◆ **Assigned task**:
Copy each line of the data below in which the word "MatchError" can be found.

[Records from a dataset]
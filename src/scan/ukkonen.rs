//! A* search over the edit-DP graph, one episode per text start position.

use super::Match;
use crate::error::{MatchError, Result};
use std::cmp::Ordering;
use std::collections::{BinaryHeap, HashSet};

/// Approximate scanner that runs A* from every text position.
///
/// States are `(i, j)` pairs of pattern and text indices; a match move
/// costs 0 and insert/delete/substitute cost 1. The heuristic is the
/// remaining pattern length `|pattern| − i`, which never overestimates, so
/// the first goal popped per start position carries the minimal distance.
#[derive(Debug, Clone)]
pub struct UkkonenAStar {
    pattern: Vec<char>,
    max_dist: usize,
}

/// Open-list entry ordered by ascending `f = g + h`, ties broken toward
/// larger `g` to prefer deeper nodes.
#[derive(Debug, Clone, Copy, PartialEq, Eq)]
struct State {
    f: usize,
    g: usize,
    i: usize,
    j: usize,
}

impl Ord for State {
    fn cmp(&self, other: &Self) -> Ordering {
        other
            .f
            .cmp(&self.f)
            .then_with(|| self.g.cmp(&other.g))
    }
}

impl PartialOrd for State {
    fn partial_cmp(&self, other: &Self) -> Option<Ordering> {
        Some(self.cmp(other))
    }
}

impl UkkonenAStar {
    /// Compile a non-empty pattern with an error budget.
    pub fn new(pattern: &str, max_dist: usize) -> Result<Self> {
        let pattern: Vec<char> = pattern.chars().collect();
        if pattern.is_empty() {
            return Err(MatchError::EmptyPattern);
        }
        Ok(Self { pattern, max_dist })
    }

    /// All matches with distance ≤ the budget, deduplicated by
    /// `(start, end, distance)`. Positions count scalar values.
    #[must_use]
    pub fn search(&self, text: &str) -> Vec<Match> {
        let text: Vec<char> = text.chars().collect();
        let (m, n) = (self.pattern.len(), text.len());

        let mut matches = Vec::new();
        let mut seen: HashSet<(usize, usize, usize)> = HashSet::new();

        for start in 0..n {
            let mut open = BinaryHeap::new();
            open.push(State {
                f: m,
                g: 0,
                i: 0,
                j: start,
            });
            let mut visited: HashSet<(usize, usize)> = HashSet::new();

            while let Some(state) = open.pop() {
                if state.g > self.max_dist {
                    continue;
                }

                if state.i == m {
                    if seen.insert((start, state.j, state.g)) {
                        matches.push(Match {
                            start,
                            end: state.j,
                            distance: state.g,
                        });
                    }
                    break;
                }

                if !visited.insert((state.i, state.j)) {
                    continue;
                }

                // Free match move along the diagonal.
                if state.j < n && text[state.j] == self.pattern[state.i] {
                    open.push(self.successor(state.i + 1, state.j + 1, state.g));
                }

                if state.g < self.max_dist {
                    // Delete from the pattern.
                    open.push(self.successor(state.i + 1, state.j, state.g + 1));
                    // Insert a text character.
                    if state.j < n {
                        open.push(self.successor(state.i, state.j + 1, state.g + 1));
                    }
                    // Substitute.
                    if state.j < n {
                        open.push(self.successor(state.i + 1, state.j + 1, state.g + 1));
                    }
                }
            }
        }

        matches
    }

    fn successor(&self, i: usize, j: usize, g: usize) -> State {
        let h = self.pattern.len() - i;
        State { f: g + h, g, i, j }
    }
}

◆ **Task solution**:
use crate::error::{MatchError, Result};
            return Err(MatchError::EmptyPattern);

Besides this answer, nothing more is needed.